Willow

Willow is a very commonly used herb in Western herbal medicine. It is primarily used for inflammation, pain, and bleeding. While writing a monograph on this plant for my new book, I did a little research into how the Chinese view this medicinal. Here is a little about what the Chinese literature as to say about some of the Willow species used in Chinese medicine.

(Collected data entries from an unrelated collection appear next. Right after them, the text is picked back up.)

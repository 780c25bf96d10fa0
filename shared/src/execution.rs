//! Pipeline execution records from Step Functions status-change events

use async_trait::async_trait;
use chrono::{DateTime, Utc};
use serde::{Deserialize, Serialize};
use std::sync::Arc;
use tracing::{debug, info};

use crate::errors::{Error, Result};
use crate::models::{ExecutionRecord, ExecutionStatus};

/// Storage for execution records
#[async_trait]
pub trait ExecutionStore: Send + Sync {
    /// Write a record; with `only_if_absent` an existing record is kept.
    /// Returns whether the record was written.
    async fn put_execution(&self, record: &ExecutionRecord, only_if_absent: bool) -> Result<bool>;
}

/// `detail` of an EventBridge "Step Functions Execution Status Change" event
#[derive(Debug, Clone, Serialize, Deserialize)]
#[serde(rename_all = "camelCase")]
pub struct ExecutionStatusDetail {
    pub execution_arn: String,
    pub state_machine_arn: String,
    pub name: String,
    pub status: ExecutionStatus,
    /// Epoch milliseconds
    pub start_date: i64,
    #[serde(default)]
    pub stop_date: Option<i64>,
}

fn from_millis(ms: i64, field: &str) -> Result<DateTime<Utc>> {
    DateTime::from_timestamp_millis(ms)
        .ok_or_else(|| Error::Validation(format!("{} out of range: {}", field, ms)))
}

/// State machine name, the last segment of its ARN
pub fn pipeline_name(state_machine_arn: &str) -> &str {
    state_machine_arn.rsplit(':').next().unwrap_or(state_machine_arn)
}

impl ExecutionStatusDetail {
    pub fn to_record(&self) -> Result<ExecutionRecord> {
        let start_time = from_millis(self.start_date, "startDate")?;
        let end_time = self
            .stop_date
            .map(|ms| from_millis(ms, "stopDate"))
            .transpose()?;

        Ok(ExecutionRecord {
            execution_id: self.name.clone(),
            execution_arn: self.execution_arn.clone(),
            pipeline_name: pipeline_name(&self.state_machine_arn).to_string(),
            state_machine_arn: self.state_machine_arn.clone(),
            status: self.status,
            start_time,
            end_time,
            duration_seconds: ExecutionRecord::derive_duration(start_time, end_time),
        })
    }
}

pub struct ExecutionTracker {
    store: Arc<dyn ExecutionStore>,
}

impl ExecutionTracker {
    pub fn new(store: Arc<dyn ExecutionStore>) -> Self {
        Self { store }
    }

    /// Record a status change
    ///
    /// A RUNNING event arriving after the terminal one must not reset the
    /// record, so non-terminal statuses only create missing records.
    pub async fn record(&self, detail: &ExecutionStatusDetail) -> Result<ExecutionRecord> {
        let record = detail.to_record()?;
        let written = self
            .store
            .put_execution(&record, !record.status.is_terminal())
            .await?;

        if written {
            info!(
                execution_arn = %record.execution_arn,
                status = record.status.as_str(),
                duration_seconds = ?record.duration_seconds,
                "Execution recorded"
            );
        } else {
            debug!(execution_arn = %record.execution_arn, "Execution already recorded, keeping existing status");
        }
        Ok(record)
    }
}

Chinese medicine uses a number of Salix species in medicine including S. alba, S. babylonica, S. cheilophila, S. matsudana, and S. sinopurpurea. The Chinese name for S. alba, or white willow, is bái liŭ (白柳), which means “white willow” the first character (白) means white and the second character (柳) is the name of the Latin genus name Salix, or in English, willow. This medicinal grows, and is sometimes cultivated, below 3100 meters elevation in the provinces of Gansu, Qinghai, Inner Mongolia, Xinjiang, and Tibet, where it is also used for timber, weaving baskets and for nectar for raising bees. As a medicinal it is considered bitter and cold. It clears damp-heat and disperses wind-damp. It is used for acute tonsillitis, upper respiratory tract infections, sore throat, pelvic inflammation, kidney inflammation, sores and boils. It is made into a decoction in a dose of 9-15g or by pouring boiling water over it and allowing it to soak.

S. sinopurpurea (水杨根) is considered bitter and neutral. It resolve toxin and disperses swelling and settles pain. It is used externally for mammary welling-abscess (acute mastitis) and incised wounds. S. matsudana (旱柳), the leaf and small branches are used, is considered bitter and cold. It clear heat and disinhibits dampness and, dispels wind and stops pain. It is used for jaundice, acute bladder inflammation, inhibited urination, arthritis, yellow water sores (impetigo), sore toxin, and toothache. It is used internally in decoction at 9-15g or pound and apply externally. The stem of this medicinal is used in the following formula to treat arthritis with swelling: hàn liŭ zhī (旱柳枝) 15g, jì shēng (寄生) 9g, sāng zhī (桑枝) 9g, tòu gŭ căo (透骨草) (Gaultheria yunnanensis) 6-9g, wŭ jiā pí (五加皮) 9g, taken as a decoction. (Note: see Translation of Available Sources under the wintergreen heading in the first book for more information on Gaultheria yunnanensis, which also goes by the name of tòu gŭ xiāng (透骨香)).

S. cheilophila (沙柳) is acrid, bitter and slightly cold. It dispels wind and clears heat, and dissipates stasis and stops pain. It is used for the onset of measles, macularpapular eruptions that have yet to outthrust, skin itching, furuncles and swollen welling-abscesses, and lumbar strain.

S. babylonica (柳枝) is bitter and cold, and enter the stomach and liver channels. It dispels wind and disinhibits dampness, and resolves toxin and disperses swelling. It is used to treat wind-dampness impediment pain, urinary strangury-turbidity.

It is interesting to see that Chinese medicine uses these species, including the main species used traditionally in Western herbal medicine. I think it is also interesting that they are, more or less used the same way.